Department of Gastroenterology, Jiujiang First People's Hospital, Jiujiang 332000, Jiangxi, China.
Contrast Media Mol Imaging. 2022 Oct 10;2022:6716324. doi: 10.1155/2022/6716324. eCollection 2022.
Traditional medical imaging methods for diagnosing hepatocellular carcinoma can only provide information for differential diagnosis in terms of morphology and blood supply of the lesion, and the determination of the nature of the lesion still relies on tissue biopsy. Although ultrasound or CT-guided biopsy has become an effective method for the diagnosis of liver cancer in recent years, the puncture has the possibility of tumor irritation, liver tumor rupture, or needle tract metastasis. In this paper, the use of bioinformatics method is to gradually screen potentially high-risk genes associated with HCC recurrence on a genome-wide scale would help to discover the key target molecules. The ANN method was used to establish a gene prediction model that can predict the recurrence and survival of HCC, so as to construct a tool to identify patients at risk of HCC recurrence. It provided a certain therapeutic basis for future clinical work, thereby improving the prognosis of patients with HCC. Using the "survfit" function of the "survival" package in the R language, the log-rank test (the log-rank test was a common method for comparing two survival curves) was performed on all genes with posthoc recurrence of hepatocellular carcinoma as the outcome event. Then, the BLAST tool (Basic Local Alignment Search Tool) was used to search the similarity of each hepatocellular carcinoma database to find out the genes with similar sequences to each hepatocellular carcinoma, so as to determine the function of each differentially expressed sequence tag. This paper found that the AUC of the ANN model was greater than that of the discriminant analysis model ( < 0.05). This paper promoted the development of new therapeutic measures for hepatocellular carcinoma and provided important theoretical guidance for human beings to fight cancer.

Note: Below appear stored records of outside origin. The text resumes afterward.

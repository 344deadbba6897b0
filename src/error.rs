use thiserror::Error;

#[derive(Error, Debug, Clone, Copy, PartialEq, Eq)]
pub enum MetricsError {
    #[error("total cannot be zero")]
    DivisionByZero,
}

/// Failures while reading a shared-result token. None of these are fatal:
/// a link that fails to decode is simply not shown.
#[derive(Error, Debug, Clone, PartialEq, Eq)]
pub enum ShareError {
    #[error("token has no checksum separator")]
    MissingSeparator,

    #[error("payload is not valid base64: {0}")]
    InvalidBase64(String),

    #[error("payload is not valid UTF-8")]
    InvalidUtf8,

    #[error("checksum mismatch: token carries {found}, payload sums to {expected}")]
    ChecksumMismatch { expected: String, found: String },

    #[error("payload is missing the {0} field")]
    MissingField(&'static str),

    #[error("payload field {field} is not a number: {value:?}")]
    InvalidField { field: &'static str, value: String },
}

#[derive(Error, Debug, Clone, PartialEq, Eq)]
pub enum ContentError {
    #[error("network request failed: {0}")]
    Network(String),

    #[error("remote sources are unavailable in this build")]
    NetworkDisabled,

    #[error("no API key configured for {0}")]
    MissingApiKey(&'static str),

    #[error("unexpected response format: {0}")]
    UnexpectedFormat(String),

    #[error("text contains characters outside the keyboard set")]
    InvalidText,

    #[error("content source produced no text")]
    Empty,
}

传统的医学影像学方法只能提供病变形态和血供方面的鉴别诊断信息,病变性质的确定仍依赖于组织活检。尽管近年来超声或 CT 引导下的活检已成为诊断肝癌的有效方法,但穿刺仍有肿瘤刺激、肝癌破裂或针道转移的可能。本文运用生物信息学方法,逐步筛选出全基因组范围内与 HCC 复发相关的潜在高危基因,有助于发现关键的靶分子。ANN 方法用于建立基因预测模型,可以预测 HCC 的复发和生存,从而构建一种识别 HCC 复发风险患者的工具。为未来的临床工作提供了一定的治疗基础,从而改善 HCC 患者的预后。使用 R 语言“survival”包中的“survfit”函数,以肝癌的术后复发作为结局事件,对所有肝癌复发的基因进行对数秩检验(对数秩检验是比较两条生存曲线的常用方法)。然后,使用 BLAST 工具(Basic Local Alignment Search Tool)搜索每个肝癌数据库之间的相似性,找出与每个肝癌具有相似序列的基因,从而确定每个差异表达序列标签的功能。本文发现 ANN 模型的 AUC 大于判别分析模型(<0.05)。本文推动了肝癌新治疗措施的发展,为人类抗癌提供了重要的理论指导。